Coaches making comebacks

Men's College Basketball, Auburn Tigers, Houston Cougars

I am looking forward to watching the progress of two college basketball coaches returning to the sideline this season.

Former Tennessee coach and ESPN analyst Bruce Pearl is running the Auburn program. Ex-Oklahoma and Indiana coach Kelvin Sampson is in charge of the Houston program.

Pearl and Sampson made mistakes in recruiting and were given show-cause sanctions by the NCAA. They paid the price, and now they will have the opportunity to make a splash. Their presence should make their new situations interesting to watch.

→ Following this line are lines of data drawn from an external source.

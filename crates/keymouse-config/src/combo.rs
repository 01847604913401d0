//! Combo model and grammar
//!
//! A combo is a sequence of press/release moves guarded by a precondition on
//! the keys currently held. Combos are compared structurally so that two
//! identical combo strings collapse onto the same [`ComboMap`](crate::ComboMap)
//! entry.
//!
//! # Grammar
//!
//! ```text
//! multi-combo  := combo ( "|" combo )*
//! combo        := precondition* move*
//! precondition := "^{" key-sets "}"        // fails if any set is fully held
//!               | "_{" key-sets "}"        // requires one set fully held
//! key-sets     := keys ( "|" keys )*
//! move         := ( "+" | "#" | "-" ) key ( "-" min-millis ( "-" max-millis )? )?
//! ```
//!
//! `+key` is a press whose event is eaten, `#key` a press that still reaches
//! the rest of the system, `-key` a release. A lone `-min` suffix leaves the
//! window unbounded above.

use std::collections::{BTreeSet, HashSet};
use std::fmt;
use std::time::{Duration, Instant};

use crate::error::ConfigError;
use crate::keys::{key_name, parse_key, Key};

/// Window of elapsed time allowed between a move and the next one.
#[derive(Debug, Clone, Copy, PartialEq, Eq, Hash, PartialOrd, Ord)]
pub struct ComboMoveDuration {
    pub min: Duration,
    pub max: Duration,
}

impl ComboMoveDuration {
    pub const fn new(min: Duration, max: Duration) -> Self {
        Self { min, max }
    }

    /// Intersection of two windows. The result may be empty (`min > max`),
    /// in which case no elapsed time respects it.
    pub fn narrow(self, other: ComboMoveDuration) -> Self {
        Self {
            min: self.min.max(other.min),
            max: self.max.min(other.max),
        }
    }

    pub fn is_respected(&self, previous: Instant, current: Instant) -> bool {
        let elapsed = current.saturating_duration_since(previous);
        elapsed >= self.min && elapsed <= self.max
    }
}

impl Default for ComboMoveDuration {
    fn default() -> Self {
        Self::new(Duration::ZERO, Duration::from_millis(150))
    }
}

/// A single step of a combo sequence.
#[derive(Debug, Clone, Copy, PartialEq, Eq, Hash, PartialOrd, Ord)]
pub enum ComboMove {
    Press {
        key: Key,
        duration: ComboMoveDuration,
        event_must_be_eaten: bool,
    },
    Release {
        key: Key,
        duration: ComboMoveDuration,
    },
}

impl ComboMove {
    pub fn key(&self) -> Key {
        match self {
            ComboMove::Press { key, .. } | ComboMove::Release { key, .. } => *key,
        }
    }

    pub fn duration(&self) -> ComboMoveDuration {
        match self {
            ComboMove::Press { duration, .. } | ComboMove::Release { duration, .. } => *duration,
        }
    }

    pub fn is_press(&self) -> bool {
        matches!(self, ComboMove::Press { .. })
    }

    pub fn event_must_be_eaten(&self) -> bool {
        matches!(
            self,
            ComboMove::Press {
                event_must_be_eaten: true,
                ..
            }
        )
    }
}

impl fmt::Display for ComboMove {
    fn fmt(&self, f: &mut fmt::Formatter<'_>) -> fmt::Result {
        let prefix = match self {
            ComboMove::Press {
                event_must_be_eaten: true,
                ..
            } => '+',
            ComboMove::Press { .. } => '#',
            ComboMove::Release { .. } => '-',
        };
        let duration = self.duration();
        write!(f, "{}{}-{}", prefix, key_name(self.key()), duration.min.as_millis())?;
        if duration.max != Duration::MAX {
            write!(f, "-{}", duration.max.as_millis())?;
        }
        Ok(())
    }
}

/// Requirements on the set of currently pressed keys.
#[derive(Debug, Clone, Default, PartialEq, Eq, Hash, PartialOrd, Ord)]
pub struct ComboPrecondition {
    pub must_not_be_pressed_key_sets: BTreeSet<BTreeSet<Key>>,
    pub must_be_pressed_key_sets: BTreeSet<BTreeSet<Key>>,
}

impl ComboPrecondition {
    pub fn is_empty(&self) -> bool {
        self.must_not_be_pressed_key_sets.is_empty() && self.must_be_pressed_key_sets.is_empty()
    }

    pub fn satisfied(&self, currently_pressed_keys: &HashSet<Key>) -> bool {
        let fully_pressed =
            |key_set: &BTreeSet<Key>| key_set.iter().all(|key| currently_pressed_keys.contains(key));

        if self.must_not_be_pressed_key_sets.iter().any(fully_pressed) {
            return false;
        }
        self.must_be_pressed_key_sets.is_empty()
            || self.must_be_pressed_key_sets.iter().any(fully_pressed)
    }
}

fn write_key_sets(f: &mut fmt::Formatter<'_>, key_sets: &BTreeSet<BTreeSet<Key>>) -> fmt::Result {
    let rendered: Vec<String> = key_sets
        .iter()
        .map(|set| set.iter().map(|key| key_name(*key)).collect::<Vec<_>>().join(" "))
        .collect();
    write!(f, "{}", rendered.join("|"))
}

impl fmt::Display for ComboPrecondition {
    fn fmt(&self, f: &mut fmt::Formatter<'_>) -> fmt::Result {
        let mut first = true;
        if !self.must_not_be_pressed_key_sets.is_empty() {
            write!(f, "^{{")?;
            write_key_sets(f, &self.must_not_be_pressed_key_sets)?;
            write!(f, "}}")?;
            first = false;
        }
        if !self.must_be_pressed_key_sets.is_empty() {
            if !first {
                write!(f, " ")?;
            }
            write!(f, "_{{")?;
            write_key_sets(f, &self.must_be_pressed_key_sets)?;
            write!(f, "}}")?;
        }
        Ok(())
    }
}

/// A combo: ordered moves plus a precondition.
///
/// Equality, hashing and ordering are structural, so a `Combo` can be used as
/// a map key across mode switches.
#[derive(Debug, Clone, PartialEq, Eq, Hash, PartialOrd, Ord)]
pub struct Combo {
    sequence: Vec<ComboMove>,
    precondition: ComboPrecondition,
}

impl Combo {
    /// Build a combo, rejecting ones that cannot be evaluated meaningfully.
    pub fn new(
        sequence: Vec<ComboMove>,
        precondition: ComboPrecondition,
    ) -> Result<Self, ConfigError> {
        let combo = Self {
            sequence,
            precondition,
        };
        let text = combo.to_string();

        if combo.sequence.is_empty() && combo.precondition.is_empty() {
            return Err(ConfigError::invalid_combo(
                &text,
                "a combo needs at least one move or a precondition",
            ));
        }
        let has_empty_key_set = combo
            .precondition
            .must_not_be_pressed_key_sets
            .iter()
            .chain(combo.precondition.must_be_pressed_key_sets.iter())
            .any(|set| set.is_empty());
        if has_empty_key_set {
            return Err(ConfigError::invalid_combo(&text, "empty key set in precondition"));
        }
        if let Some(combo_move) = combo.sequence.iter().find(|m| m.duration().min > m.duration().max) {
            return Err(ConfigError::invalid_combo(
                &text,
                format!("minimum duration exceeds maximum in move {}", combo_move),
            ));
        }

        Ok(combo)
    }

    pub fn sequence(&self) -> &[ComboMove] {
        &self.sequence
    }

    pub fn precondition(&self) -> &ComboPrecondition {
        &self.precondition
    }

    pub fn last_move(&self) -> Option<&ComboMove> {
        self.sequence.last()
    }
}

impl fmt::Display for Combo {
    fn fmt(&self, f: &mut fmt::Formatter<'_>) -> fmt::Result {
        let mut parts = Vec::new();
        if !self.precondition.is_empty() {
            parts.push(self.precondition.to_string());
        }
        parts.extend(self.sequence.iter().map(ToString::to_string));
        write!(f, "{}", parts.join(" "))
    }
}

/// Parse a string holding `|`-separated alternative combos.
pub fn parse_multi_combo(
    input: &str,
    default_duration: ComboMoveDuration,
) -> Result<Vec<Combo>, ConfigError> {
    split_alternatives(input)?
        .into_iter()
        .map(|alternative| parse_combo(alternative, default_duration))
        .collect()
}

/// Parse a single combo.
pub fn parse_combo(input: &str, default_duration: ComboMoveDuration) -> Result<Combo, ConfigError> {
    let input = input.trim();
    let mut sequence = Vec::new();
    let mut precondition = ComboPrecondition::default();
    let mut rest = input;

    loop {
        rest = rest.trim_start();
        if rest.is_empty() {
            break;
        }

        let must_not = rest.starts_with("^{");
        if must_not || rest.starts_with("_{") {
            if !sequence.is_empty() {
                return Err(ConfigError::invalid_combo(
                    input,
                    "preconditions must come before the moves",
                ));
            }
            let close = rest
                .find('}')
                .ok_or_else(|| ConfigError::invalid_combo(input, "unclosed precondition"))?;
            let key_sets = parse_key_sets(input, &rest[2..close])?;
            if must_not {
                precondition.must_not_be_pressed_key_sets.extend(key_sets);
            } else {
                precondition.must_be_pressed_key_sets.extend(key_sets);
            }
            rest = &rest[close + 1..];
            continue;
        }

        let end = rest.find(char::is_whitespace).unwrap_or(rest.len());
        sequence.push(parse_move(input, &rest[..end], default_duration)?);
        rest = &rest[end..];
    }

    Combo::new(sequence, precondition)
}

fn split_alternatives(input: &str) -> Result<Vec<&str>, ConfigError> {
    let mut alternatives = Vec::new();
    let mut depth = 0usize;
    let mut start = 0;

    for (index, ch) in input.char_indices() {
        match ch {
            '{' => depth += 1,
            '}' => {
                depth = depth
                    .checked_sub(1)
                    .ok_or_else(|| ConfigError::invalid_combo(input, "unbalanced '}'"))?;
            }
            '|' if depth == 0 => {
                alternatives.push(&input[start..index]);
                start = index + 1;
            }
            _ => {}
        }
    }
    if depth != 0 {
        return Err(ConfigError::invalid_combo(input, "unbalanced '{'"));
    }
    alternatives.push(&input[start..]);

    if alternatives.iter().any(|alternative| alternative.trim().is_empty()) {
        return Err(ConfigError::invalid_combo(input, "empty alternative"));
    }
    Ok(alternatives)
}

fn parse_key_sets(combo: &str, content: &str) -> Result<Vec<BTreeSet<Key>>, ConfigError> {
    content
        .split('|')
        .map(|set| {
            let keys = set
                .split_whitespace()
                .map(|name| {
                    parse_key(name).ok_or_else(|| ConfigError::UnknownKey {
                        key: name.to_string(),
                    })
                })
                .collect::<Result<BTreeSet<Key>, ConfigError>>()?;
            if keys.is_empty() {
                return Err(ConfigError::invalid_combo(combo, "empty key set in precondition"));
            }
            Ok(keys)
        })
        .collect()
}

fn parse_move(
    combo: &str,
    token: &str,
    default_duration: ComboMoveDuration,
) -> Result<ComboMove, ConfigError> {
    let mut chars = token.chars();
    let kind = chars.next();
    let body = chars.as_str();

    let mut parts = body.split('-');
    let key_part = parts.next().unwrap_or_default();
    if key_part.is_empty() {
        return Err(ConfigError::invalid_combo(combo, format!("missing key in move '{}'", token)));
    }
    let key = parse_key(key_part).ok_or_else(|| ConfigError::UnknownKey {
        key: key_part.to_string(),
    })?;

    let millis: Vec<&str> = parts.collect();
    let duration = match millis.as_slice() {
        [] => default_duration,
        [min] => ComboMoveDuration::new(parse_millis(combo, min)?, Duration::MAX),
        [min, max] => ComboMoveDuration::new(parse_millis(combo, min)?, parse_millis(combo, max)?),
        _ => {
            return Err(ConfigError::invalid_combo(
                combo,
                format!("too many duration bounds in move '{}'", token),
            ))
        }
    };

    match kind {
        Some('+') => Ok(ComboMove::Press {
            key,
            duration,
            event_must_be_eaten: true,
        }),
        Some('#') => Ok(ComboMove::Press {
            key,
            duration,
            event_must_be_eaten: false,
        }),
        Some('-') => Ok(ComboMove::Release { key, duration }),
        _ => Err(ConfigError::invalid_combo(
            combo,
            format!("move '{}' must start with '+', '#' or '-'", token),
        )),
    }
}

fn parse_millis(combo: &str, value: &str) -> Result<Duration, ConfigError> {
    value
        .parse::<u64>()
        .map(Duration::from_millis)
        .map_err(|_| ConfigError::invalid_combo(combo, format!("invalid duration '{}'", value)))
}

It will be a challenge at both schools.

Pearl was hired to re-energize Auburn. The Tigers were 14-16 last season, including three wins in the final 10 games of the campaign. Auburn has suffered five straight losing seasons; the last time the team finished over .500 was 2008-09, when Jeff Lebo led the Tigers to a 24-win season.

Pearl owned up to his sins with the NCAA violation. He's back and ready for this task. Pearl pulled off miracles at Southern Indiana, Wisconsin-Milwaukee and Tennessee, making 17 NCAA appearances in 19 years and taking the Vols to six straight trips to the Big Dance. He has an impressive winning percentage in excess of 76 percent.

Auburn needed to make a splash to get the fans fired up. Pearl's success in the SEC created an enthusiastic response to his hiring. He made a great move by bringing back The Rifleman, former Auburn star Chuck Person, to his coaching staff. He also brought in former Vols assistant Tony Jones. He has also built a more competitive nonconference schedule and added a number of transfers, including scoring whiz Antoine Mason from Niagara, who was second in the nation in scoring in 2013-14.

Sampson, who coached Oklahoma to the NCAA Final Four in 2002, was given a five-year show-cause penalty and fired from Indiana in 2008 after the NCAA discovered major violations involving impermissible phone calls to recruits. Sampson went to the NBA, where he spent time as an assistant with the Milwaukee Bucks and Houston Rockets. Once his penalty ended in 2013, he was back in the NCAA's good graces and landed at Houston. I have always been impressed with his ability to motivate, inspire and teach the game of basketball.

His track record on the court speaks for itself. As a head coach, his teams recorded 12 straight 20-plus-win seasons. Sampson inherits a team that went 17-16 last season.

This clearly will be a rebuilding job; the Cougars lost their top three scorers from last year's team.